Input below:

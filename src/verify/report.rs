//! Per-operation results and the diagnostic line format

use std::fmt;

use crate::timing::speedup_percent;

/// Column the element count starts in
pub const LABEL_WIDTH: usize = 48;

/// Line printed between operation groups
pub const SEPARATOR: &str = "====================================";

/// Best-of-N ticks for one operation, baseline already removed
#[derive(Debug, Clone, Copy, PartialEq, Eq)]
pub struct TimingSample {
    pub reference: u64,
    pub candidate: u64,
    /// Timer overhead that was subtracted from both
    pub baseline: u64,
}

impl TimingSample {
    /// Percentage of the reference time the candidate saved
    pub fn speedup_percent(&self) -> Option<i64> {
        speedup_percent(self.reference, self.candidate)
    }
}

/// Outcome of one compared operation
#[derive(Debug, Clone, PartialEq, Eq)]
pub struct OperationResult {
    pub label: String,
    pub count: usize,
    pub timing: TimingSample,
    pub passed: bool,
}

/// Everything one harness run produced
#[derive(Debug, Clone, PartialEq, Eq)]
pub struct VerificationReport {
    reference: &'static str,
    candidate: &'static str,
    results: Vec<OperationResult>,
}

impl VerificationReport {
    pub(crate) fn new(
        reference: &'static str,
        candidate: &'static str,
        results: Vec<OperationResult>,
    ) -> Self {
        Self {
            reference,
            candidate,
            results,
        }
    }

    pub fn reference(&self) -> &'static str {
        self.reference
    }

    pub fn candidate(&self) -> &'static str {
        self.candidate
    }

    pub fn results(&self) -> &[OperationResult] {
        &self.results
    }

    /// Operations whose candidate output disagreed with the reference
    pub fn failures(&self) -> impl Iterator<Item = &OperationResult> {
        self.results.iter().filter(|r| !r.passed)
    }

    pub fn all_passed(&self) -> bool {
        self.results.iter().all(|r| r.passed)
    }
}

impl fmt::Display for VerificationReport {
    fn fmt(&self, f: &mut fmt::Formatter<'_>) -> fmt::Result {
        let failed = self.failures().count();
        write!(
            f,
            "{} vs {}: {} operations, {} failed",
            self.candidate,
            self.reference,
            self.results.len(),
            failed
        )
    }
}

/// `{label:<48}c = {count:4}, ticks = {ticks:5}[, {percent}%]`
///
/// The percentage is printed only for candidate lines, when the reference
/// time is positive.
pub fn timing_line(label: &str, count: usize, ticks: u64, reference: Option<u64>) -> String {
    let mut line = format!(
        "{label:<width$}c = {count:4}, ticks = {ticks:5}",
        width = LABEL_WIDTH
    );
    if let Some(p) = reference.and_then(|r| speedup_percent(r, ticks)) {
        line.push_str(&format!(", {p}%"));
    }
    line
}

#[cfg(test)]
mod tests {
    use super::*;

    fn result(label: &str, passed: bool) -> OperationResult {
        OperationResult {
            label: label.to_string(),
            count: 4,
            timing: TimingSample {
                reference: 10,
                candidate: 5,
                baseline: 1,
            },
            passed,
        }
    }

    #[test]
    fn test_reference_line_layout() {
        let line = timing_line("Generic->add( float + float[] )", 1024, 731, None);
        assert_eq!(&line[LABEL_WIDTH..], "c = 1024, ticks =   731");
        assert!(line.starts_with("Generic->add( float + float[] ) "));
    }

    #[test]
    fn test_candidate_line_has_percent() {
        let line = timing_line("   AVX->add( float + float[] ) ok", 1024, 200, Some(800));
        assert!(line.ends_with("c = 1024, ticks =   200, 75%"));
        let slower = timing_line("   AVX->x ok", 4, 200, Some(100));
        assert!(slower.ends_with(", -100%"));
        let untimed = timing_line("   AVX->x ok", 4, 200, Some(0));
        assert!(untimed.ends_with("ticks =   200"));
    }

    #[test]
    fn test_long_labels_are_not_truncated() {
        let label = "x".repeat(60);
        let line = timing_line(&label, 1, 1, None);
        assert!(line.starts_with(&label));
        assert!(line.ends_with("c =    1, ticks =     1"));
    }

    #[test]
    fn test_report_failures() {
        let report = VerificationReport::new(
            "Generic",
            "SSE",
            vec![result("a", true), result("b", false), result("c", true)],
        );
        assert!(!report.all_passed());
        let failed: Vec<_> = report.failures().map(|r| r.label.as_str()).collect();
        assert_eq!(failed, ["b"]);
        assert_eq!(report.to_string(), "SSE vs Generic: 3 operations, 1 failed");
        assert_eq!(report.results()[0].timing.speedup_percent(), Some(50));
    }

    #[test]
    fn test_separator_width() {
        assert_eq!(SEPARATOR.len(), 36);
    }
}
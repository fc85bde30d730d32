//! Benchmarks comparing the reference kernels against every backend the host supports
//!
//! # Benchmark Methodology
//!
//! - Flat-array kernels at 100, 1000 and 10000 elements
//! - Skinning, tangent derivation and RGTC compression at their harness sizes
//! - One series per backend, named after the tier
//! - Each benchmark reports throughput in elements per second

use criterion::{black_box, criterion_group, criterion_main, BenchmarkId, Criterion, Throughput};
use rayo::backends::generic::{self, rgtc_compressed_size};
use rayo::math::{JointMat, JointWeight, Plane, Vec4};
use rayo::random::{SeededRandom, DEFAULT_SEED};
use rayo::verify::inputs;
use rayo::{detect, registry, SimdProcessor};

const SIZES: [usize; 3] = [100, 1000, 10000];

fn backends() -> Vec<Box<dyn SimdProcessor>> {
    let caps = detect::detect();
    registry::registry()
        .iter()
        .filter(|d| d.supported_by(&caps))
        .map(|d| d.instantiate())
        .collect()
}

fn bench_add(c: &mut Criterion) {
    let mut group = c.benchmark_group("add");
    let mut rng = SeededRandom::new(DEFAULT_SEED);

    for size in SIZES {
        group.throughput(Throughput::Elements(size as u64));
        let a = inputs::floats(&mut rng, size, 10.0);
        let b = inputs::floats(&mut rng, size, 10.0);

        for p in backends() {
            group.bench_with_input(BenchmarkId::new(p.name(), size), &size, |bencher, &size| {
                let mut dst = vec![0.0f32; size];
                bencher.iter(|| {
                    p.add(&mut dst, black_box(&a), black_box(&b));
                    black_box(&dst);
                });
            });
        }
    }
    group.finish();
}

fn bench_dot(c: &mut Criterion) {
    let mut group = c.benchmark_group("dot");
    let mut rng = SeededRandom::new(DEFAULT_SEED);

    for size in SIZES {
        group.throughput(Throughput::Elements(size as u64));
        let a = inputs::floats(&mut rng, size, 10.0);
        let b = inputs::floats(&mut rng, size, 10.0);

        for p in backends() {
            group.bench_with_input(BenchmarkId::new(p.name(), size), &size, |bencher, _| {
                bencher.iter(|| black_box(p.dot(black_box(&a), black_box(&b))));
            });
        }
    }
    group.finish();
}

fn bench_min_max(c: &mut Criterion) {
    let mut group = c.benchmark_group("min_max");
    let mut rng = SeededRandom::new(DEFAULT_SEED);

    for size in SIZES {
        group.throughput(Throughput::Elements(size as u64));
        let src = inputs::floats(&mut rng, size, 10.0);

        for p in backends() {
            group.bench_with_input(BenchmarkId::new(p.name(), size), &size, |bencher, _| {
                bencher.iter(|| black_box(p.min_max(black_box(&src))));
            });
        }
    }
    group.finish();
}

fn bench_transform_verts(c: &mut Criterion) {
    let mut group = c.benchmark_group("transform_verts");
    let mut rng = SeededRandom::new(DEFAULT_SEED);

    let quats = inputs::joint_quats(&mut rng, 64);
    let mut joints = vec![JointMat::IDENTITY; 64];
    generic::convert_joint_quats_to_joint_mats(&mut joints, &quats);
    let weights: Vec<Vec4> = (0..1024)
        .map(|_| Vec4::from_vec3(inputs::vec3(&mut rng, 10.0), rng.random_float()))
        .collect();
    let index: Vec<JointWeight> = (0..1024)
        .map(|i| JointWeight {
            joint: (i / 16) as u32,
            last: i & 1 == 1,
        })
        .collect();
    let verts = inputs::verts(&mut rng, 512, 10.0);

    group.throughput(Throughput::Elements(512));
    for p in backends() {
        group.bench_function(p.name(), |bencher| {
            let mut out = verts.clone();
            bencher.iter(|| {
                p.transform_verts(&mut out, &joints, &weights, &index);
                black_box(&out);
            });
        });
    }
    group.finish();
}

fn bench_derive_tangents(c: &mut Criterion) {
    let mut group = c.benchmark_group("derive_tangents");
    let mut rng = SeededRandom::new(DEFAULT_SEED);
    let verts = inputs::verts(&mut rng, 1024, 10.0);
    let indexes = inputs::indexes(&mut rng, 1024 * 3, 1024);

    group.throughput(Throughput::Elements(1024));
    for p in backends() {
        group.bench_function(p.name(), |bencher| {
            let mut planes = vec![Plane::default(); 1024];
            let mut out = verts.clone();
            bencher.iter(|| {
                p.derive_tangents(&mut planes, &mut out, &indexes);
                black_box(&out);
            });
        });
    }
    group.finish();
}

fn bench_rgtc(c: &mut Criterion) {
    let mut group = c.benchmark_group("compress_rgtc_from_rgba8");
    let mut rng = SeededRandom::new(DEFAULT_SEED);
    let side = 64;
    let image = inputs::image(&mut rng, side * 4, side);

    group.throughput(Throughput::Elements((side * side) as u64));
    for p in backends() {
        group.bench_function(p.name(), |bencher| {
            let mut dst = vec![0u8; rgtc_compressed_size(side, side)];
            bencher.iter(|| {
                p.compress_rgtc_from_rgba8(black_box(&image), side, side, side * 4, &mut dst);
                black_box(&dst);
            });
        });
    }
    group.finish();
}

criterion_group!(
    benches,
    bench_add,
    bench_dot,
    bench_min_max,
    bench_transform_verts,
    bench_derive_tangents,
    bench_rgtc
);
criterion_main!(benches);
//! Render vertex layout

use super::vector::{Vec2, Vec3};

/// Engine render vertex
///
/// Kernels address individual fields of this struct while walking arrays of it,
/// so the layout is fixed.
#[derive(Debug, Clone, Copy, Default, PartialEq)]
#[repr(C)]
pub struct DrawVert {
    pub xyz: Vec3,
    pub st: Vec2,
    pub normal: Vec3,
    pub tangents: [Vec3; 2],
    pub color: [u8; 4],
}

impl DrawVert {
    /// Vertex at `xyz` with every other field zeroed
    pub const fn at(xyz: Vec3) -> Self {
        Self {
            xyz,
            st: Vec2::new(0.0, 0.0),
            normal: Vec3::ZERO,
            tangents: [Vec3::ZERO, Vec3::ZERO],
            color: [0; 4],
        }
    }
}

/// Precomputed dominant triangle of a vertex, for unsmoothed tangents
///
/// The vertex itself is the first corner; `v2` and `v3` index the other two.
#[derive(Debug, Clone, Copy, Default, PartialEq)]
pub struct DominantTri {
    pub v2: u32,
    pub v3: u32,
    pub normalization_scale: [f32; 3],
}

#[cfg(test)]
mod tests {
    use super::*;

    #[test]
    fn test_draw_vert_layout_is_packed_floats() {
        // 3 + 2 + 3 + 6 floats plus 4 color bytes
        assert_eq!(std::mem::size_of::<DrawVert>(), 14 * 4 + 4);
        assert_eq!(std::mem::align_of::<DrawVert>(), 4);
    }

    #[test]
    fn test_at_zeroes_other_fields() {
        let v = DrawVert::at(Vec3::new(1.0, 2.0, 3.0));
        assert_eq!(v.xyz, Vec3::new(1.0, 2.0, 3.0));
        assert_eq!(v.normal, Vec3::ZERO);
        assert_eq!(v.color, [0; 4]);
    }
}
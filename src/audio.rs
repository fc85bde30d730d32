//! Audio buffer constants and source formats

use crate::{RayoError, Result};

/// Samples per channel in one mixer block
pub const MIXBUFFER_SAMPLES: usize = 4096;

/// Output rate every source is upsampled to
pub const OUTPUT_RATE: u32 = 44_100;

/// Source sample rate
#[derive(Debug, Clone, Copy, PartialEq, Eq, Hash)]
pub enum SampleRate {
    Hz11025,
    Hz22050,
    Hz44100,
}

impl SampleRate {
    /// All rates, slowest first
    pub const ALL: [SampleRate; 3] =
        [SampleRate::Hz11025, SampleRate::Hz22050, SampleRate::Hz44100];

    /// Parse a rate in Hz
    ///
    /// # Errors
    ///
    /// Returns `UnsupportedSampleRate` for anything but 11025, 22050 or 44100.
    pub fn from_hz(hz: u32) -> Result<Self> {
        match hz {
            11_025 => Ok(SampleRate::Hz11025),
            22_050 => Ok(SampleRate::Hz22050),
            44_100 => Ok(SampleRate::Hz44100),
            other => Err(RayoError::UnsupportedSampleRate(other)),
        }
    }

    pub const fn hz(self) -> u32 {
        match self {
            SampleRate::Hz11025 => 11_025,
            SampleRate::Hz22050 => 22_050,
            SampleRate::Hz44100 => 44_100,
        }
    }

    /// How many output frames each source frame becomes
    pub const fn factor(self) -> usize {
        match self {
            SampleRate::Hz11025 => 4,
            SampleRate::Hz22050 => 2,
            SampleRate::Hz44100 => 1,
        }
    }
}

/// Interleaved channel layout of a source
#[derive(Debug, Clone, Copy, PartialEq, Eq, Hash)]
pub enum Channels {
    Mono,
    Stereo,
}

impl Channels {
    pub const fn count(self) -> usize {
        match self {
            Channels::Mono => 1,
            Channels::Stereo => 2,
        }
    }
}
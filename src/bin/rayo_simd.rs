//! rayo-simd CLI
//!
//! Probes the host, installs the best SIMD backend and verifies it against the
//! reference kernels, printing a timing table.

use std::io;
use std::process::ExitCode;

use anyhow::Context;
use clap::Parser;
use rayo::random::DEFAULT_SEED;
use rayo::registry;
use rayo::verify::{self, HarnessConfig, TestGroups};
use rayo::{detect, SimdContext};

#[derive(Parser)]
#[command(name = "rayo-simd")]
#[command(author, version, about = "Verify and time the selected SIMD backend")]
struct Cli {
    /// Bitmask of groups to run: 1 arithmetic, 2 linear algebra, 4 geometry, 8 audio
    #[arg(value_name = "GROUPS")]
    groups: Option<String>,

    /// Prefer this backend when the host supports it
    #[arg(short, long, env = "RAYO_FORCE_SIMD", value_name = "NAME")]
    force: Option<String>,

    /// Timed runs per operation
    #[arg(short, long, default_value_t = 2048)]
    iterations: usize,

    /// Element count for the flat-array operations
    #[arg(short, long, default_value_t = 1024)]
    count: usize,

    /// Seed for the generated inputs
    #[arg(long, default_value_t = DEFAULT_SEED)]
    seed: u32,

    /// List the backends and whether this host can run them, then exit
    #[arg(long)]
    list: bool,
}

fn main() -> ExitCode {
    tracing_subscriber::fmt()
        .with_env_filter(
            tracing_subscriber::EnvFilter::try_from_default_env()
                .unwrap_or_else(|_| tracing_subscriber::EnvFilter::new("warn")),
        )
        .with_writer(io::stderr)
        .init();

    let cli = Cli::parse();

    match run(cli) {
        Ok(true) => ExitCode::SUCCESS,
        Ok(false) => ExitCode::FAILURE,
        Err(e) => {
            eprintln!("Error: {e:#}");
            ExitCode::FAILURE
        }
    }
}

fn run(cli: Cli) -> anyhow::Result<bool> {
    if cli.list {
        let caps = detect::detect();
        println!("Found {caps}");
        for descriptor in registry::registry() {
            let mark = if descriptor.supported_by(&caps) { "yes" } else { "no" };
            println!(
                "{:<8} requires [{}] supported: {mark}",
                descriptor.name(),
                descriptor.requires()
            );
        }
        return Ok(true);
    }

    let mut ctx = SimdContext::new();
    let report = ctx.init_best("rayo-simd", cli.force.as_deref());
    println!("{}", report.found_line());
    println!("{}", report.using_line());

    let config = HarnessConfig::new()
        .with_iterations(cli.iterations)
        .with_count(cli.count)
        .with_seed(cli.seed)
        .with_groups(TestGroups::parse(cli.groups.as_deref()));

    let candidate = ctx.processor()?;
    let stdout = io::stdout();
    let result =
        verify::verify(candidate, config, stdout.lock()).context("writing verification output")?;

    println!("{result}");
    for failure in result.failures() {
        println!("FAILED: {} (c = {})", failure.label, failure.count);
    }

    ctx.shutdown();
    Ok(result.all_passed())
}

End of Input.

Exactly the lines from the start of the entries through the one bearing "impl fmt::Display for" are to be output, with both ends included.

filename src/verify/report.rs
//! Per-operation results and the diagnostic line format

use std::fmt;

use crate::timing::speedup_percent;

/// Column the element count starts in
pub const LABEL_WIDTH: usize = 48;

/// Line printed between operation groups
pub const SEPARATOR: &str = "====================================";

/// Best-of-N ticks for one operation, baseline already removed
#[derive(Debug, Clone, Copy, PartialEq, Eq)]
pub struct TimingSample {
    pub reference: u64,
    pub candidate: u64,
    /// Timer overhead that was subtracted from both
    pub baseline: u64,
}

impl TimingSample {
    /// Percentage of the reference time the candidate saved
    pub fn speedup_percent(&self) -> Option<i64> {
        speedup_percent(self.reference, self.candidate)
    }
}

/// Outcome of one compared operation
#[derive(Debug, Clone, PartialEq, Eq)]
pub struct OperationResult {
    pub label: String,
    pub count: usize,
    pub timing: TimingSample,
    pub passed: bool,
}

/// Everything one harness run produced
#[derive(Debug, Clone, PartialEq, Eq)]
pub struct VerificationReport {
    reference: &'static str,
    candidate: &'static str,
    results: Vec<OperationResult>,
}

impl VerificationReport {
    pub(crate) fn new(
        reference: &'static str,
        candidate: &'static str,
        results: Vec<OperationResult>,
    ) -> Self {
        Self {
            reference,
            candidate,
            results,
        }
    }

    pub fn reference(&self) -> &'static str {
        self.reference
    }

    pub fn candidate(&self) -> &'static str {
        self.candidate
    }

    pub fn results(&self) -> &[OperationResult] {
        &self.results
    }

    /// Operations whose candidate output disagreed with the reference
    pub fn failures(&self) -> impl Iterator<Item = &OperationResult> {
        self.results.iter().filter(|r| !r.passed)
    }

    pub fn all_passed(&self) -> bool {
        self.results.iter().all(|r| r.passed)
    }
}

impl fmt::Display for VerificationReport {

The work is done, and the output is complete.